When the lockdowns were over, instead of being rewarded by a grateful nation, nurses found themselves grappling with NHS backlogs, teachers with children hit hard by lost learning, and public sector staff in general with chronic underfunding.

Bin bags and boxes around a park bench
Rubbish piles up in Leicester Square, London, in 1979 during the winter of discontent. Photograph: PA

Mark Serwotka, general secretary of the PCS union, says he is balloting 150,000 members across public services, to improve terms and conditions for what he calls “these pandemic heroes”.

“Our members have had enough of being treated with contempt by this government,” he said. “When they vote ‘yes’ for strike action, the government will see how critical our members are in delivering key public services.”

Tony Wilson, of the Institute for Employment Studies, says the growing gap between public and private sector pay is also likely to have contributed to a sense of injustice.

“There’s a massive disparity between the public and private sectors. So public sector pay growth is barely 2% year on year; private sector pay growth is above 6%. So not only is there a living standards squeeze, because pay is not keeping up with inflation; it’s absolutely hammering public sector workers, far more than their private sector counterparts.”

Some state-funded employers are already warning that prolonged pay restraint is hampering their ability to recruit and retain the staff they need.

Matthew Taylor, of the NHS Confederation, which represents healthcare employers, says: “Two of the words I hear most often when I speak to NHS and care leaders are Amazon and Aldi: and the reason I hear those words is because their staff are leaving to work in Amazon and Aldi.

“It’s partly to do with wages, but it’s also about the pressures people are under,” he adds. “There was this sense that, when we come out of this, we’ll be able to acknowledge people and give people maybe a little bit of rest and recuperation, and it’s not been possible to do that – we’ve just had to plough on. That’s very challenging.”

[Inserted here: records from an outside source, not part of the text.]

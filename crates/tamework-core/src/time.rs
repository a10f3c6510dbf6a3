//! Wall-clock time used for pending-capture expiry
//!
//! - `Clock` - source of the current time in milliseconds
//! - `SystemClock` - real time via chrono
//! - `ManualClock` - hand-advanced time for tests and replays

use chrono::Utc;
use std::sync::atomic::{AtomicI64, Ordering};

/// Milliseconds since the Unix epoch
pub type Millis = i64;

/// Source of the current time
pub trait Clock: Send + Sync {
    /// Current time in milliseconds
    fn now_ms(&self) -> Millis;
}

/// Real wall-clock time
#[derive(Debug, Clone, Copy, Default)]
pub struct SystemClock;

impl Clock for SystemClock {
    fn now_ms(&self) -> Millis {
        Utc::now().timestamp_millis()
    }
}

/// A clock that only moves when told to
#[derive(Debug, Default)]
pub struct ManualClock {
    now: AtomicI64,
}

impl ManualClock {
    /// Create a clock stopped at `start` milliseconds
    pub fn new(start: Millis) -> Self {
        Self {
            now: AtomicI64::new(start),
        }
    }

    /// Move the clock forward
    pub fn advance(&self, millis: Millis) {
        self.now.fetch_add(millis, Ordering::SeqCst);
    }

    /// Jump to an absolute time
    pub fn set(&self, millis: Millis) {
        self.now.store(millis, Ordering::SeqCst);
    }
}

impl Clock for ManualClock {
    fn now_ms(&self) -> Millis {
        self.now.load(Ordering::SeqCst)
    }
}
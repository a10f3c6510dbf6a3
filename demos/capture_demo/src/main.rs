//! Capture Demo
//!
//! Runs tamework against the in-memory host: a player catches a tinted
//! creature, the host swaps the item for its filled variant, and the player
//! releases the creature again.
//!
//! Set `RUST_LOG=debug` for the full trace.

use std::sync::Arc;
use tamework_capture::memory::{MemoryUniverse, MemoryWorld};
use tamework_capture::{
    InteractionChain, InteractionEvent, InteractionOutcome, InteractionType, Pose, Rotation,
    Tamework, TameworkPaths, Vector3, World,
};
use tamework_core::{AttachmentMap, ItemStack, PlayerId, EXAMPLE_ROLE, EXAMPLE_SPAWNER_ITEM};
use tracing_subscriber::EnvFilter;

const FILLED_ITEM: &str = "Tamework_Spawner_Example_Full";

fn main() {
    tracing_subscriber::fmt()
        .with_env_filter(EnvFilter::try_from_default_env().unwrap_or_else(|_| EnvFilter::new("info")))
        .init();

    println!("=== Tamework Capture Demo ===\n");

    let world = Arc::new(MemoryWorld::new());
    let universe = Arc::new(MemoryUniverse::new());
    let paths = TameworkPaths::new(".", std::env::temp_dir().join("tamework-demo"));
    let plugin = Tamework::setup(&paths, universe.clone());

    let player = PlayerId::random();
    world.add_player(
        player,
        "Alec",
        Pose::new(Vector3::new(12.0, 64.0, -3.0), Rotation::default()),
        9,
    );
    universe.place(player, world.clone());
    world.give_item(player, 0, ItemStack::single(EXAMPLE_SPAWNER_ITEM));

    let role = world.add_role(EXAMPLE_ROLE, Some("npc.tamework_example"));
    let mut tint = AttachmentMap::new();
    tint.insert("Tint".to_string(), "Tamework_Example_Tint_Blue".to_string());
    let (handle, _, creature) = world.add_creature(role, Some(tint), Some("Icons/Npc/Example.png"));
    println!("Creature {creature} waiting at {handle}");

    // Catch it.
    let result = plugin.on_player_interact(
        world.as_ref(),
        &InteractionEvent {
            player,
            action: InteractionType::Primary,
            held_item: Some(ItemStack::single(EXAMPLE_SPAWNER_ITEM)),
            target: Some(handle),
        },
    );
    println!("Capture: {:?}", result.outcome);
    world.despawn(handle);

    // The host swaps in the filled variant; the resolver stamps it.
    world.drain_inventory_changes();
    if let Err(e) = world.replace_with_variant(player, 0, FILLED_ITEM) {
        eprintln!("Variant swap failed: {e}");
        return;
    }
    for change in world.drain_inventory_changes() {
        println!("Inventory change: {:?}", plugin.on_inventory_change(world.as_ref(), &change));
    }
    world.run_pending();

    if let Some(filled) = world.hotbar_item(player, 0) {
        println!("\nFilled item: {}", filled.item_id);
        for (key, value) in filled.metadata() {
            println!("  {key} = {value}");
        }
        println!();
    }

    // Release it through the packet path.
    let queued = plugin.on_interaction_packets(
        player,
        &[InteractionChain {
            item_id: FILLED_ITEM.to_string(),
            interaction: InteractionType::Use,
            active_hotbar_slot: 0,
            target_network_id: 0,
            initial: true,
        }],
    );
    println!("Queued {queued} packet interaction(s)");
    world.run_pending();

    let released = world.creature_count();
    println!("Creatures in world after release: {released}");

    // Releasing an empty spawner does nothing.
    let result = plugin.on_player_interact(
        world.as_ref(),
        &InteractionEvent {
            player,
            action: InteractionType::Use,
            held_item: Some(ItemStack::single(EXAMPLE_SPAWNER_ITEM)),
            target: None,
        },
    );
    if let InteractionOutcome::Ignored(reason) = &result.outcome {
        println!("Empty spawner ignored: {reason:?}");
    }
    println!("Ignored: {}", result.outcome.is_ignored());

    println!("\n=== Demo Complete ===");
}
//! Discovery of feature documents shipped by mods and by the server operator
//!
//! Sources are applied in order, each layering over the last:
//! 1. the bundled defaults document
//! 2. every mod folder under the first mods directory found
//! 3. the operator override file

use crate::loader::Loader;
use std::fs;
use std::path::{Path, PathBuf};
use tracing::{debug, info, warn};

/// Directories searched for mods, relative to the server root
pub const MODS_DIR_CANDIDATES: [&str; 3] = ["mods", "Server/mods", "../mods"];

/// Path of a mod's feature document without its extension
pub const MOD_CONFIG_STEM: &str = "Server/Tamework/Tamework_Items_Config";

/// Operator override document, relative to the server root
pub const OVERRIDE_CONFIG_PATH: &str = "config/Tamework_Items_Config_Override.json";

const MOD_CONFIG_EXTENSIONS: [&str; 2] = ["json", "ron"];

/// Finds and loads feature documents below a server root
#[derive(Debug, Clone)]
pub struct ConfigDiscovery {
    root: PathBuf,
}

impl ConfigDiscovery {
    /// Discover relative to `root`
    pub fn new(root: impl Into<PathBuf>) -> Self {
        Self { root: root.into() }
    }

    /// The server root being searched
    pub fn root(&self) -> &Path {
        &self.root
    }

    /// First existing mods directory
    pub fn mods_dir(&self) -> Option<PathBuf> {
        MODS_DIR_CANDIDATES
            .iter()
            .map(|candidate| self.root.join(candidate))
            .find(|path| path.is_dir())
    }

    /// Apply every source in order, returning the number of entries loaded
    ///
    /// A failing source is logged and skipped.
    pub fn load_all(&self, loader: &mut Loader) -> usize {
        let mut loaded = match loader.load_bundled() {
            Ok(count) => count,
            Err(e) => {
                warn!(error = %e, "failed to load bundled feature config");
                0
            }
        };
        loaded += self.load_mods(loader);
        loaded += self.load_override(loader);
        loaded
    }

    /// Apply the documents shipped by mod folders, in name order
    pub fn load_mods(&self, loader: &mut Loader) -> usize {
        let Some(mods_dir) = self.mods_dir() else {
            info!(root = %self.root.display(), "no mods directory found for feature config discovery");
            return 0;
        };

        let mut mod_paths = match fs::read_dir(&mods_dir) {
            Ok(entries) => entries
                .filter_map(|entry| entry.ok().map(|entry| entry.path()))
                .collect::<Vec<_>>(),
            Err(e) => {
                warn!(path = %mods_dir.display(), error = %e, "failed to scan mods directory");
                return 0;
            }
        };
        mod_paths.sort();

        let mut loaded = 0;
        for mod_path in mod_paths {
            if mod_path.is_dir() {
                loaded += self.load_mod_folder(loader, &mod_path);
            } else if is_archive(&mod_path) {
                debug!(path = %mod_path.display(), "skipping packed mod archive");
            }
        }
        loaded
    }

    fn load_mod_folder(&self, loader: &mut Loader, mod_path: &Path) -> usize {
        let Some(config_path) = MOD_CONFIG_EXTENSIONS
            .iter()
            .map(|ext| mod_path.join(MOD_CONFIG_STEM).with_extension(ext))
            .find(|path| path.is_file())
        else {
            return 0;
        };

        match loader.load_file(&config_path) {
            Ok(count) => {
                if count > 0 {
                    info!(path = %config_path.display(), entries = count, "loaded feature config from mod");
                }
                count
            }
            Err(e) => {
                warn!(path = %config_path.display(), error = %e, "failed to read mod feature config");
                0
            }
        }
    }

    /// Apply the operator override file, if present
    pub fn load_override(&self, loader: &mut Loader) -> usize {
        let path = self.root.join(OVERRIDE_CONFIG_PATH);
        if !path.is_file() {
            return 0;
        }
        match loader.load_file(&path) {
            Ok(count) => {
                if count > 0 {
                    info!(path = %path.display(), entries = count, "loaded feature config override");
                }
                count
            }
            Err(e) => {
                warn!(path = %path.display(), error = %e, "failed to read feature config override");
                0
            }
        }
    }
}

fn is_archive(path: &Path) -> bool {
    path.extension()
        .and_then(|ext| ext.to_str())
        .is_some_and(|ext| ext.eq_ignore_ascii_case("zip") || ext.eq_ignore_ascii_case("jar"))
}

#[cfg(test)]
mod tests {
    use super::*;
    use tempfile::tempdir;

    fn write(path: &Path, content: &str) {
        fs::create_dir_all(path.parent().unwrap()).unwrap();
        fs::write(path, content).unwrap();
    }

    fn mod_config(root: &Path, mods_dir: &str, mod_name: &str, ext: &str) -> PathBuf {
        root.join(mods_dir)
            .join(mod_name)
            .join(MOD_CONFIG_STEM)
            .with_extension(ext)
    }

    #[test]
    fn test_mods_dir_candidates() {
        let dir = tempdir().unwrap();
        let discovery = ConfigDiscovery::new(dir.path());
        assert_eq!(discovery.mods_dir(), None);

        fs::create_dir_all(dir.path().join("Server/mods")).unwrap();
        assert_eq!(discovery.mods_dir(), Some(dir.path().join("Server/mods")));

        fs::create_dir_all(dir.path().join("mods")).unwrap();
        assert_eq!(discovery.mods_dir(), Some(dir.path().join("mods")));
    }

    #[test]
    fn test_mods_apply_in_name_order_then_override() {
        let dir = tempdir().unwrap();
        write(
            &mod_config(dir.path(), "mods", "a_mod", "json"),
            r#"{ "Items": { "Net": { "Spawner": true, "SpawnerRoleId": "Fox" } } }"#,
        );
        write(
            &mod_config(dir.path(), "mods", "b_mod", "ron"),
            r#"{ "Items": { "Net": { "SpawnerRoleId": "Wolf" } } }"#,
        );
        write(
            &dir.path().join(OVERRIDE_CONFIG_PATH),
            r#"{ "Items": { "Net": { "OwnerRestricted": true } } }"#,
        );

        let discovery = ConfigDiscovery::new(dir.path());
        let mut loader = Loader::new();
        assert_eq!(discovery.load_mods(&mut loader), 2);
        assert_eq!(discovery.load_override(&mut loader), 1);

        let config = loader.registry().get("Net").unwrap();
        assert!(config.spawner_enabled);
        assert!(config.owner_restricted);
        assert_eq!(config.role_id(), Some("Wolf"));
    }

    #[test]
    fn test_broken_source_does_not_stop_others() {
        let dir = tempdir().unwrap();
        write(&mod_config(dir.path(), "mods", "a_broken", "json"), "{ not json");
        write(
            &mod_config(dir.path(), "mods", "b_good", "json"),
            r#"{ "Items": { "Net": { "Spawner": true } } }"#,
        );
        fs::write(dir.path().join("mods").join("packed.zip"), b"PK").unwrap();

        let discovery = ConfigDiscovery::new(dir.path());
        let mut loader = Loader::new();
        let loaded = discovery.load_all(&mut loader);

        assert!(loaded >= 1);
        assert!(loader.registry().get("Net").unwrap().spawner_enabled);
    }

    #[test]
    fn test_no_sources_loads_only_bundled() {
        let dir = tempdir().unwrap();
        let discovery = ConfigDiscovery::new(dir.path());
        let mut loader = Loader::new();
        let loaded = discovery.load_all(&mut loader);
        assert_eq!(loaded, loader.registry().len());
    }
}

He points to the help some healthcare employers are offering to support their workers through the cost-of-living crisis – including food banks.

Unison’s general secretary, Christina McAnea, whose union is currently balloting 350,000 members who work in the NHS, says: “It’s no wonder hundreds of thousands of key workers are deciding whether to strike for better pay. The government must step in to avert disruption to services by boosting their earnings.

“If not, skilled and experienced staff will continue to quit for higher wages and less stressful work in other sectors. That means already-understaffed public services will simply collapse, leaving communities without care and support.”